*WORK TASK*. Which lines in the records below hold the word "exec"? Copy each of them.

BEGIN

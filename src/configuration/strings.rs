/// Words the formatter splices into its output. They come already translated
/// from whatever localization lookup the caller uses.
#[derive(Clone, Debug, PartialEq)]
pub struct LocalizedStrings {
    pub none: String,
    pub not_available: String,
    pub infinity: String,
    pub today: String,
    pub yesterday: String,
    pub tomorrow: String,
    pub days: String,
    pub hours: String,
    pub minutes: String,
    pub seconds: String,
    pub am: String,
    pub pm: String,
    /// chrono `strftime` pattern for dates outside today/yesterday/tomorrow.
    pub date_format: String,
    pub thousands_separator: String,
    pub locale: String,
}

impl LocalizedStrings {
    pub fn new() -> LocalizedStrings {
        LocalizedStrings {
            none: String::from("None"),
            not_available: String::from("N/A"),
            infinity: String::from("\u{221e}"),
            today: String::from("Today"),
            yesterday: String::from("Yesterday"),
            tomorrow: String::from("Tomorrow"),
            days: String::from("days"),
            hours: String::from("hr"),
            minutes: String::from("min"),
            seconds: String::from("seconds"),
            am: String::from("AM"),
            pm: String::from("PM"),
            date_format: String::from("%a %b %d %Y"),
            thousands_separator: String::from(","),
            locale: String::from("en"),
        }
    }

    /// Sets the string stored under a settings-file key. Returns `false` for
    /// keys that don't exist.
    pub fn set(&mut self, key: &str, value: String) -> bool {
        let slot = match key {
            "none" => &mut self.none,
            "not-available" => &mut self.not_available,
            "infinity" => &mut self.infinity,
            "today" => &mut self.today,
            "yesterday" => &mut self.yesterday,
            "tomorrow" => &mut self.tomorrow,
            "days" => &mut self.days,
            "hours" => &mut self.hours,
            "minutes" => &mut self.minutes,
            "seconds" => &mut self.seconds,
            "am" => &mut self.am,
            "pm" => &mut self.pm,
            "date-format" => &mut self.date_format,
            "thousands-separator" => &mut self.thousands_separator,
            "locale" => &mut self.locale,
            _ => return false,
        };
        *slot = value;
        true
    }
}

impl Default for LocalizedStrings {
    fn default() -> Self {
        Self::new()
    }
}

#[cfg(test)]
mod tests {
    use super::*;

    #[test]
    fn test_set_known_key() {
        let mut strings = LocalizedStrings::new();
        assert!(strings.set("today", String::from("Heute")));
        assert_eq!(strings.today, "Heute");
    }

    #[test]
    fn test_set_unknown_key() {
        let mut strings = LocalizedStrings::new();
        assert!(!strings.set("weekday", String::from("Montag")));
        assert_eq!(strings, LocalizedStrings::new());
    }
}
use std::sync::{Arc, RwLock};

use log::info;

use crate::configuration::{Configuration, LocalizedStrings, UnitTable};
use crate::plural::{PluralForms, PluralRule};

pub mod time;
pub mod truncate;

use truncate::{group_thousands, to_trunc_fixed};

/// Ratio of a torrent that has neither uploaded nor downloaded anything.
pub const RATIO_NA: f64 = -1.0;
/// Ratio of a torrent that uploaded something but downloaded nothing.
pub const RATIO_INF: f64 = -2.0;

lazy_static! {
    static ref GLOBAL_FORMATTER: RwLock<Arc<Formatter>> =
        RwLock::new(Arc::new(Formatter::default()));
}

/// Replaces the process-wide formatter. Until this is called, `global()`
/// hands out a formatter built from the default configuration.
pub fn configure_units(configuration: Configuration) {
    info!(
        "configuring units: speed {:?}, size {:?}, memory {:?}",
        configuration.speed.labels(),
        configuration.size.labels(),
        configuration.memory.labels()
    );
    let formatter = Arc::new(Formatter::new(configuration));
    match GLOBAL_FORMATTER.write() {
        Ok(mut global) => *global = formatter,
        Err(poisoned) => *poisoned.into_inner() = formatter,
    }
}

pub fn global() -> Arc<Formatter> {
    match GLOBAL_FORMATTER.read() {
        Ok(global) => Arc::clone(&global),
        Err(poisoned) => Arc::clone(&poisoned.into_inner()),
    }
}

/// Turns raw transfer statistics into display strings.
///
/// All inputs are taken as they come: negative byte counts or durations are
/// formatted, not clamped.
#[derive(Clone, Debug)]
pub struct Formatter {
    configuration: Configuration,
    plural_rule: PluralRule,
}

impl Formatter {
    pub fn new(configuration: Configuration) -> Formatter {
        let plural_rule = PluralRule::for_locale(&configuration.strings.locale);
        Formatter {
            configuration,
            plural_rule,
        }
    }

    pub fn configuration(&self) -> &Configuration {
        &self.configuration
    }

    pub fn strings(&self) -> &LocalizedStrings {
        &self.configuration.strings
    }

    pub fn plural_rule(&self) -> PluralRule {
        self.plural_rule
    }

    /// Formats a file or disk size.
    pub fn format_size(&self, bytes: i64) -> String {
        Self::format_bytes(&self.configuration.size, bytes)
    }

    /// Formats an amount of memory, usually with binary units.
    pub fn format_memory(&self, bytes: i64) -> String {
        Self::format_bytes(&self.configuration.memory, bytes)
    }

    fn format_bytes(units: &UnitTable, bytes: i64) -> String {
        let size = bytes as f64;
        let tier = match units.tier_of(size) {
            Some(tier) => tier,
            None => return format!("{} {}", bytes, units.byte_label()),
        };

        let converted_size = size / units.divisor(tier);

        // at least 3 digits and at least 1 decimal
        let precision = if converted_size <= 9.995 { 2 } else { 1 };
        format!(
            "{} {}",
            to_trunc_fixed(converted_size, precision),
            units.label(tier)
        )
    }

    /// Converts bytes per second into whole speed-base units per second.
    pub fn to_kbps(&self, bytes_per_second: f64) -> f64 {
        (bytes_per_second / self.configuration.speed.base() as f64).floor()
    }

    pub fn format_speed_bps(&self, bytes_per_second: f64) -> String {
        self.format_speed_kbps(self.to_kbps(bytes_per_second))
    }

    pub fn format_speed_kbps(&self, kbps: f64) -> String {
        let units = &self.configuration.speed;
        let kilo = units.base() as f64;
        let mut speed = kbps;

        if speed <= 999.95 {
            return format!("{} {}", to_trunc_fixed(speed, 1), units.label(0));
        }

        speed /= kilo;

        if speed <= 99.995 {
            return format!("{} {}", to_trunc_fixed(speed, 2), units.label(1));
        }
        if speed <= 999.95 {
            return format!("{} {}", to_trunc_fixed(speed, 1), units.label(1));
        }

        speed /= kilo;
        format!("{} {}", to_trunc_fixed(speed, 2), units.label(2))
    }

    /// Shows more fraction digits for small values: `9.99`, `12.3`, `150`.
    pub fn format_percent(&self, x: f64) -> String {
        if x < 10.0 {
            to_trunc_fixed(x, 2)
        } else if x < 100.0 {
            to_trunc_fixed(x, 1)
        } else {
            to_trunc_fixed(x, 0)
        }
    }

    pub fn format_ratio(&self, x: f64) -> String {
        if x == RATIO_NA {
            return self.strings().none.clone();
        }
        if x == RATIO_INF {
            return self.strings().infinity.clone();
        }
        self.format_percent(x)
    }

    /// English-only: appends `s` unless `count` is exactly one.
    pub fn pluralize(&self, count: i64, word: &str) -> String {
        if count == 1 {
            format!("{} {}", count, word)
        } else {
            format!("{} {}s", count, word)
        }
    }

    /// `count` with thousands separators, followed by the plural form the
    /// configured locale picks for it.
    pub fn count_string(&self, count: i64, forms: &PluralForms) -> String {
        let category = self.plural_rule.category(count.unsigned_abs());
        format!(
            "{} {}",
            group_thousands(count, &self.strings().thousands_separator),
            forms.get(category)
        )
    }
}

impl Default for Formatter {
    fn default() -> Self {
        Self::new(Configuration::new())
    }
}
//! `quiver.toml` loading.
//!
//! Both tables are optional; a missing file means all defaults.

use quiver_core::{EngineConfig, ProviderConfig, QuiverError, QuiverResult};
use serde::Deserialize;
use std::path::Path;

/// Parsed contents of `quiver.toml`.
#[derive(Debug, Clone, Default, Deserialize)]
pub struct QuiverConfig {
    #[serde(default)]
    pub engine: EngineConfig,
    #[serde(default)]
    pub provider: ProviderConfig,
}

impl QuiverConfig {
    /// Fills an absent HTTP `api_key` from `fallback` (the `QUIVER_API_KEY`
    /// environment variable in the CLI). Keys set in the file win.
    pub fn with_api_key_fallback(mut self, fallback: Option<String>) -> Self {
        if let ProviderConfig::Http { api_key, .. } = &mut self.provider {
            if api_key.is_none() {
                *api_key = fallback;
            }
        }
        self
    }
}

/// Reads `path`, falling back to defaults when the file does not exist.
pub fn load_config(path: &Path) -> QuiverResult<QuiverConfig> {
    if !path.exists() {
        tracing::info!(path = %path.display(), "No config file, using defaults");
        return Ok(QuiverConfig::default());
    }
    parse_config(path)
}

/// Read and parse a TOML config file into a [`QuiverConfig`].
pub fn parse_config(path: &Path) -> QuiverResult<QuiverConfig> {
    let content = std::fs::read_to_string(path).map_err(|e| {
        QuiverError::Config(format!(
            "Failed to read config '{}': {}",
            path.display(),
            e
        ))
    })?;
    let config: QuiverConfig = toml::from_str(&content).map_err(|e| {
        QuiverError::Config(format!(
            "Failed to parse config '{}': {}",
            path.display(),
            e
        ))
    })?;
    config.engine.validate()?;
    Ok(config)
}
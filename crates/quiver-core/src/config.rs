use crate::{QuiverError, QuiverResult};
use serde::{Deserialize, Serialize};

/// Tunables for a search engine instance.
#[derive(Debug, Clone, PartialEq, Serialize, Deserialize)]
pub struct EngineConfig {
    /// Result count used when the caller does not pass one.
    #[serde(default = "default_limit")]
    pub default_limit: usize,
    /// Softmax temperature used when the caller does not pass one.
    #[serde(default = "default_temperature")]
    pub default_temperature: f32,
    /// MMR relevance/diversity balance used when the caller does not pass one.
    #[serde(default = "default_mmr_lambda")]
    pub default_mmr_lambda: f32,
    /// Neighbour count for query expansion.
    #[serde(default = "default_neighbors")]
    pub default_neighbors: usize,
    /// Upper bound on memoized query embeddings. `None` keeps every query
    /// for the lifetime of the engine.
    #[serde(default)]
    pub memo_capacity: Option<usize>,
    /// Reject snapshot imports containing records without a valid vector.
    #[serde(default)]
    pub strict_import: bool,
}

fn default_limit() -> usize {
    5
}

fn default_temperature() -> f32 {
    1.0
}

fn default_mmr_lambda() -> f32 {
    0.5
}

fn default_neighbors() -> usize {
    3
}

impl Default for EngineConfig {
    fn default() -> Self {
        Self {
            default_limit: default_limit(),
            default_temperature: default_temperature(),
            default_mmr_lambda: default_mmr_lambda(),
            default_neighbors: default_neighbors(),
            memo_capacity: None,
            strict_import: false,
        }
    }
}

impl EngineConfig {
    /// Checks value ranges that serde cannot express.
    pub fn validate(&self) -> QuiverResult<()> {
        if !(self.default_temperature.is_finite() && self.default_temperature > 0.0) {
            return Err(QuiverError::Config(format!(
                "default_temperature must be > 0, got {}",
                self.default_temperature
            )));
        }
        if !(0.0..=1.0).contains(&self.default_mmr_lambda) {
            return Err(QuiverError::Config(format!(
                "default_mmr_lambda must be within [0, 1], got {}",
                self.default_mmr_lambda
            )));
        }
        if self.memo_capacity == Some(0) {
            return Err(QuiverError::Config(
                "memo_capacity must be at least 1 when set".to_string(),
            ));
        }
        Ok(())
    }
}

/// Which embedding provider to construct.
#[derive(Debug, Clone, PartialEq, Serialize, Deserialize)]
#[serde(tag = "kind", rename_all = "lowercase")]
pub enum ProviderConfig {
    /// In-process hashed bag-of-words embedding.
    Local {
        /// Output vector length.
        #[serde(default = "default_dimension")]
        dimension: usize,
        /// L2-normalize every output vector.
        #[serde(default = "default_normalize")]
        normalize: bool,
    },
    /// OpenAI-compatible `/v1/embeddings` endpoint.
    Http {
        /// Endpoint root; defaults to the OpenAI API.
        #[serde(default)]
        base_url: Option<String>,
        /// Embedding model id sent with every request.
        #[serde(default = "default_model")]
        model: String,
        /// Bearer token. The CLI falls back to `QUIVER_API_KEY` when absent.
        #[serde(default)]
        api_key: Option<String>,
        /// Requested output dimensionality, for models that support it.
        #[serde(default)]
        dimensions: Option<usize>,
    },
}

fn default_dimension() -> usize {
    256
}

fn default_normalize() -> bool {
    true
}

fn default_model() -> String {
    "text-embedding-3-small".to_string()
}

impl Default for ProviderConfig {
    fn default() -> Self {
        Self::Local {
            dimension: default_dimension(),
            normalize: default_normalize(),
        }
    }
}

impl ProviderConfig {
    /// Endpoint root for HTTP providers, `None` for local ones.
    pub fn base_url(&self) -> Option<&str> {
        match self {
            Self::Local { .. } => None,
            Self::Http { base_url, .. } => {
                Some(base_url.as_deref().unwrap_or("https://api.openai.com"))
            }
        }
    }
}
/// Coordinate-wise mean of the query vector and its neighbour vectors:
/// `(q + Σ n_i) / (m + 1)` for `m` neighbours.
///
/// Neighbour components past the query length are ignored; missing ones
/// count as zero.
pub fn expand_query_vector(query: &[f32], neighbors: &[&[f32]]) -> Vec<f32> {
    let denom = (neighbors.len() + 1) as f32;
    (0..query.len())
        .map(|i| {
            let neighbor_sum: f32 = neighbors
                .iter()
                .map(|n| n.get(i).copied().unwrap_or(0.0))
                .sum();
            (query[i] + neighbor_sum) / denom
        })
        .collect()
}
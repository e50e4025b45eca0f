//! Snapshot files: a pretty-printed JSON array of `{id, text, vector, meta?}`.

use crate::index::validate_vectors;
use quiver_core::{QuiverError, QuiverResult, Record, SearchItem};
use std::path::Path;
use tracing::info;

/// Writes `records` to `path` as pretty-printed JSON, creating parent
/// directories as needed.
pub async fn save_snapshot(path: &Path, records: &[Record]) -> QuiverResult<()> {
    if let Some(parent) = path.parent().filter(|p| !p.as_os_str().is_empty()) {
        tokio::fs::create_dir_all(parent).await?;
    }
    let data = serde_json::to_string_pretty(records)?;
    tokio::fs::write(path, data.as_bytes()).await?;
    info!(path = %path.display(), count = records.len(), "Snapshot saved");
    Ok(())
}

/// Reads a snapshot from `path`.
///
/// Strict mode rejects the whole file if any entry lacks a valid vector.
/// Entries whose `vector` is absent load with an empty vector otherwise.
pub async fn load_snapshot(path: &Path, strict: bool) -> QuiverResult<Vec<Record>> {
    let data = tokio::fs::read_to_string(path).await?;
    let records: Vec<Record> = serde_json::from_str(&data)
        .map_err(|e| QuiverError::InvalidInput(format!("Invalid snapshot {}: {e}", path.display())))?;
    if strict {
        validate_vectors(&records)?;
    }
    info!(path = %path.display(), count = records.len(), strict, "Snapshot loaded");
    Ok(records)
}

/// Reads raw `[{id, text, meta?}]` items to be embedded.
pub async fn load_items(path: &Path) -> QuiverResult<Vec<SearchItem>> {
    let data = tokio::fs::read_to_string(path).await?;
    let items: Vec<SearchItem> = serde_json::from_str(&data)?;
    Ok(items)
}
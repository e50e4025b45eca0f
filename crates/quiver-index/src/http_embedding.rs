use crate::embedding::EmbeddingProvider;
use async_trait::async_trait;
use quiver_core::{ProviderConfig, QuiverError, QuiverResult};
use serde::Deserialize;
use tracing::debug;

/// OpenAI-compatible embeddings backend.
///
/// Works with OpenAI and any provider exposing `POST /v1/embeddings` with
/// bearer-token auth. Errors are never retried.
pub struct HttpEmbedding {
    http: reqwest::Client,
    base_url: String,
    model: String,
    api_key: String,
    dimensions: Option<usize>,
}

#[derive(Debug, Deserialize)]
struct EmbeddingResponse {
    data: Vec<EmbeddingRow>,
}

#[derive(Debug, Deserialize)]
struct EmbeddingRow {
    embedding: Vec<f32>,
    #[serde(default)]
    index: Option<usize>,
}

impl HttpEmbedding {
    /// Client for `base_url` (no trailing `/v1`).
    pub fn new(
        base_url: impl Into<String>,
        model: impl Into<String>,
        api_key: impl Into<String>,
    ) -> Self {
        Self {
            http: reqwest::Client::new(),
            base_url: base_url.into().trim_end_matches('/').to_string(),
            model: model.into(),
            api_key: api_key.into(),
            dimensions: None,
        }
    }

    /// Requests a specific output size. Chainable builder method.
    pub fn with_dimensions(mut self, dimensions: usize) -> Self {
        self.dimensions = Some(dimensions);
        self
    }

    /// Builds the client from an `http` provider config.
    pub fn from_config(config: &ProviderConfig) -> QuiverResult<Self> {
        match config {
            ProviderConfig::Http {
                model,
                api_key,
                dimensions,
                ..
            } => {
                let api_key = api_key
                    .as_deref()
                    .filter(|k| !k.is_empty())
                    .ok_or_else(|| {
                        QuiverError::Config("http embedding provider requires an api_key".into())
                    })?;
                let base_url = config.base_url().unwrap_or("https://api.openai.com");
                let mut provider = Self::new(base_url, model.clone(), api_key);
                provider.dimensions = *dimensions;
                Ok(provider)
            }
            ProviderConfig::Local { .. } => Err(QuiverError::Config(
                "expected an http provider config".into(),
            )),
        }
    }

    async fn request(&self, input: &[&str]) -> QuiverResult<Vec<Vec<f32>>> {
        let url = format!("{}/v1/embeddings", self.base_url);
        let mut body = serde_json::json!({
            "model": self.model,
            "input": input,
        });
        if let Some(dim) = self.dimensions {
            body["dimensions"] = serde_json::json!(dim);
        }

        debug!(count = input.len(), model = %self.model, "Requesting embeddings");
        let resp = self
            .http
            .post(&url)
            .header("Authorization", format!("Bearer {}", self.api_key))
            .json(&body)
            .send()
            .await
            .map_err(|e| QuiverError::Provider(e.to_string()))?;

        let status = resp.status();
        let text = resp
            .text()
            .await
            .map_err(|e| QuiverError::Provider(e.to_string()))?;

        if !status.is_success() {
            return Err(QuiverError::Provider(format!(
                "Embedding API error {status}: {text}"
            )));
        }

        let parsed: EmbeddingResponse = serde_json::from_str(&text)
            .map_err(|e| QuiverError::Provider(format!("Malformed embedding response: {e}")))?;
        order_rows(parsed.data, input.len())
    }
}

/// Puts rows back in request order and checks the count.
fn order_rows(mut rows: Vec<EmbeddingRow>, expected: usize) -> QuiverResult<Vec<Vec<f32>>> {
    if rows.len() != expected {
        return Err(QuiverError::Provider(format!(
            "Embedding response has {} rows for {expected} inputs",
            rows.len()
        )));
    }
    if rows.iter().all(|r| r.index.is_some()) {
        rows.sort_by_key(|r| r.index);
    }
    Ok(rows.into_iter().map(|r| r.embedding).collect())
}

#[async_trait]
impl EmbeddingProvider for HttpEmbedding {
    async fn embed(&self, text: &str) -> QuiverResult<Vec<f32>> {
        let mut rows = self.request(&[text]).await?;
        rows.pop()
            .ok_or_else(|| QuiverError::Provider("Empty embedding response".into()))
    }

    async fn embed_batch(&self, texts: &[&str]) -> QuiverResult<Option<Vec<Vec<f32>>>> {
        if texts.is_empty() {
            return Ok(Some(Vec::new()));
        }
        self.request(texts).await.map(Some)
    }
}
/// Embeds item texts (batch first, one by one as fallback) and pairs each
/// item with its vector.
async fn embed_items(
    provider: &dyn EmbeddingProvider,
    items: Vec<SearchItem>,
) -> QuiverResult<Vec<Record>> {
    if items.is_empty() {
        return Ok(Vec::new());
    }
    let vectors = {
        let texts: Vec<&str> = items.iter().map(|i| i.text.as_str()).collect();
        embed_texts(provider, &texts).await?
    };
    Ok(items
        .into_iter()
        .zip(vectors)
        .map(|(item, vector)| Record::from_item(item, vector))
        .collect())
}

async fn embed_texts(
    provider: &dyn EmbeddingProvider,
    texts: &[&str],
) -> QuiverResult<Vec<Vec<f32>>> {
    if let Some(vectors) = provider.embed_batch(texts).await? {
        if vectors.len() != texts.len() {
            warn!(
                expected = texts.len(),
                got = vectors.len(),
                "Batch embedding returned the wrong number of vectors"
            );
            return Err(QuiverError::Provider(format!(
                "batch embedding returned {} vectors for {} texts",
                vectors.len(),
                texts.len()
            )));
        }
        return Ok(vectors);
    }

    debug!(count = texts.len(), "Provider has no batch support, embedding one by one");
    let mut vectors = Vec::with_capacity(texts.len());
    for text in texts {
        vectors.push(provider.embed(text).await?);
    }
    Ok(vectors)
}

/// Every record with its softmax probability, most probable first.
fn softmax_rank(records: &[Record], query: &[f32], temperature: f32) -> Vec<SoftmaxSearchResult> {
    let scored = similarity::score_records(records, query);
    let scores: Vec<f32> = scored.iter().map(|(_, s)| *s).collect();
    let probs = softmax(&scores, temperature);
    let conf = confidence(&probs);

    let mut out: Vec<SoftmaxSearchResult> = scored
        .into_iter()
        .zip(probs)
        .map(|((r, score), p)| SoftmaxSearchResult {
            result: SearchResult::from_record(r, score),
            probability: p as f32,
            confidence: conf,
        })
        .collect();
    // Softmax is monotonic, so score order is probability order.
    out.sort_by(|a, b| similarity::descending(a.result.score, b.result.score));
    out
}

#[cfg(test)]
#[allow(clippy::unwrap_used, clippy::expect_used)]
mod tests {
    use super::*;
    use async_trait::async_trait;
    use std::sync::atomic::{AtomicUsize, Ordering};

    /// Maps a text to a fixed axis-aligned vector and counts calls.
    struct AxisEmbedding {
        calls: AtomicUsize,
        batch: bool,
    }

    impl AxisEmbedding {
        fn new(batch: bool) -> Self {
            Self {
                calls: AtomicUsize::new(0),
                batch,
            }
        }

        fn vector(text: &str) -> Vec<f32> {
            match text {
                "x" => vec![1.0, 0.0, 0.0],
                "x-ish" => vec![0.9, 0.1, 0.0],
                "y" => vec![0.0, 1.0, 0.0],
                "z" => vec![0.0, 0.0, 1.0],
                _ => vec![0.5, 0.5, 0.5],
            }
        }
    }

    #[async_trait]
    impl EmbeddingProvider for AxisEmbedding {
        async fn embed(&self, text: &str) -> QuiverResult<Vec<f32>> {
            self.calls.fetch_add(1, Ordering::SeqCst);
            if text == "boom" {
                return Err(QuiverError::Provider("boom".into()));
            }
            Ok(Self::vector(text))
        }

        async fn embed_batch(&self, texts: &[&str]) -> QuiverResult<Option<Vec<Vec<f32>>>> {
            if !self.batch {
                return Ok(None);
            }
            self.calls.fetch_add(1, Ordering::SeqCst);
            Ok(Some(texts.iter().map(|t| Self::vector(t)).collect()))
        }
    }

    fn items() -> Vec<SearchItem> {
        vec![
            SearchItem::new("1", "x"),
            SearchItem::new("2", "y"),
            SearchItem::new("3", "z"),
            SearchItem::new("4", "x-ish"),
        ]
    }

    #[tokio::test]
    async fn test_not_initialized() {
        let engine = SearchEngine::new(EngineConfig::default()).unwrap();
        assert!(matches!(
            engine.index(items()).await,
            Err(QuiverError::NotInitialized)
        ));
        assert!(matches!(
            engine.search("x", 2).exec().await,
            Err(QuiverError::NotInitialized)
        ));
        assert!(matches!(
            engine.similar_to("1", 2).await,
            Err(QuiverError::NotInitialized)
        ));
        // Store maintenance works without a provider.
        assert!(!engine.remove("1").await);
        engine.clear().await;
    }

    #[tokio::test]
    async fn test_init_provider_later() {
        let engine = SearchEngine::default();
        engine
            .init_provider(Arc::new(AxisEmbedding::new(true)))
            .await;
        engine.index(items()).await.unwrap();
        assert_eq!(engine.len().await, 4);
    }

    #[tokio::test]
    async fn test_batch_path_uses_one_call() {
        let provider = Arc::new(AxisEmbedding::new(true));
        let engine = SearchEngine::with_provider(provider.clone());
        engine.index(items()).await.unwrap();
        assert_eq!(provider.calls.load(Ordering::SeqCst), 1);
    }

    #[tokio::test]
    async fn test_sequential_fallback() {
        let provider = Arc::new(AxisEmbedding::new(false));
        let engine = SearchEngine::with_provider(provider.clone());
        engine.index(items()).await.unwrap();
        assert_eq!(provider.calls.load(Ordering::SeqCst), 4);

        let snapshot = engine.export_snapshot().await;
        assert_eq!(snapshot[1].vector, vec![0.0, 1.0, 0.0]);
    }

    #[tokio::test]
    async fn test_failed_index_adds_nothing() {
        let engine = SearchEngine::with_provider(Arc::new(AxisEmbedding::new(false)));
        engine.index(vec![SearchItem::new("a", "x")]).await.unwrap();

        let result = engine
            .index(vec![SearchItem::new("b", "y"), SearchItem::new("c", "boom")])
            .await;
        assert!(matches!(result, Err(QuiverError::Provider(_))));
        assert_eq!(engine.len().await, 1);
    }

    #[tokio::test]
    async fn test_reindex_all_is_not_atomic() {
        let engine = SearchEngine::with_provider(Arc::new(AxisEmbedding::new(false)));
        engine.index(items()).await.unwrap();
        let result = engine.reindex_all(vec![SearchItem::new("b", "boom")]).await;
        assert!(result.is_err());
        assert!(engine.is_empty().await);
    }

    #[tokio::test]
    async fn test_reindex_all_atomic_keeps_old_on_failure() {
        let engine = SearchEngine::with_provider(Arc::new(AxisEmbedding::new(false)));
        engine.index(items()).await.unwrap();
        let result = engine
            .reindex_all_atomic(vec![SearchItem::new("b", "boom")])
            .await;
        assert!(result.is_err());
        assert_eq!(engine.len().await, 4);

        engine
            .reindex_all_atomic(vec![SearchItem::new("n", "z")])
            .await
            .unwrap();
        assert_eq!(engine.len().await, 1);
    }

    #[tokio::test]
    async fn test_query_memo_avoids_reembedding() {
        let provider = Arc::new(AxisEmbedding::new(true));
        let engine = SearchEngine::with_provider(provider.clone());
        engine.index(items()).await.unwrap();
        let after_index = provider.calls.load(Ordering::SeqCst);

        engine.search("x", 2).exec().await.unwrap();
        engine.search("x", 3).exec().await.unwrap();
        engine.search_with_probabilities("x", 2, 1.0).await.unwrap();
        assert_eq!(provider.calls.load(Ordering::SeqCst), after_index + 1);

        engine.clear_memo().await;
        engine.search("x", 2).exec().await.unwrap();
        assert_eq!(provider.calls.load(Ordering::SeqCst), after_index + 2);
    }

    #[tokio::test]
    async fn test_bounded_memo_recomputes_evicted() {
        let config = EngineConfig {
            memo_capacity: Some(1),
            ..EngineConfig::default()
        };
        let provider = Arc::new(AxisEmbedding::new(true));
        let engine = SearchEngine::new(config).unwrap();
        engine.init_provider(provider.clone()).await;

        engine.search("x", 1).exec().await.unwrap();
        engine.search("y", 1).exec().await.unwrap();
        engine.search("x", 1).exec().await.unwrap();
        assert_eq!(provider.calls.load(Ordering::SeqCst), 3);
    }

    #[tokio::test]
    async fn test_similar_to() {
        let engine = SearchEngine::with_provider(Arc::new(AxisEmbedding::new(true)));
        engine.index(items()).await.unwrap();

        let similar = engine.similar_to("1", 2).await.unwrap();
        assert_eq!(similar.len(), 2);
        assert_eq!(similar[0].id, "4");
        assert!(similar.iter().all(|r| r.id != "1"));

        assert!(matches!(
            engine.similar_to("missing", 2).await,
            Err(QuiverError::NotFound(ref id)) if id == "missing"
        ));
    }

    #[tokio::test]
    async fn test_invalid_temperature() {
        let engine = SearchEngine::with_provider(Arc::new(AxisEmbedding::new(true)));
        assert!(matches!(
            engine.search_with_probabilities("x", 2, 0.0).await,
            Err(QuiverError::InvalidInput(_))
        ));
        let opts = engine.default_options().with_temperature(-1.0);
        assert!(engine.search_with("x", opts).await.is_err());
    }

    #[tokio::test]
    async fn test_search_with_empty_index() {
        let engine = SearchEngine::with_provider(Arc::new(AxisEmbedding::new(true)));
        for strategy in [SearchStrategy::Cosine, SearchStrategy::Softmax, SearchStrategy::Mmr] {
            let opts = engine.default_options().with_strategy(strategy);
            assert!(engine.search_with("x", opts).await.unwrap().is_empty());
        }
        assert!(engine.search_with_expansion("x", 3, 2).await.unwrap().is_empty());
        assert!(engine
            .search_with_probabilities("x", 3, 1.0)
            .await
            .unwrap()
            .is_empty());
    }

    #[tokio::test]
    async fn test_new_rejects_invalid_config() {
        let config = EngineConfig {
            default_temperature: 0.0,
            ..EngineConfig::default()
        };
        assert!(matches!(
            SearchEngine::new(config),
            Err(QuiverError::Config(_))
        ));
    }
}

END

*EXERCISE ANSWER*.
            engine.search("x", 2).exec().await,
        engine.search("x", 2).exec().await.unwrap();
        engine.search("x", 3).exec().await.unwrap();
        engine.search("x", 2).exec().await.unwrap();
        engine.search("x", 1).exec().await.unwrap();
        engine.search("y", 1).exec().await.unwrap();
        engine.search("x", 1).exec().await.unwrap();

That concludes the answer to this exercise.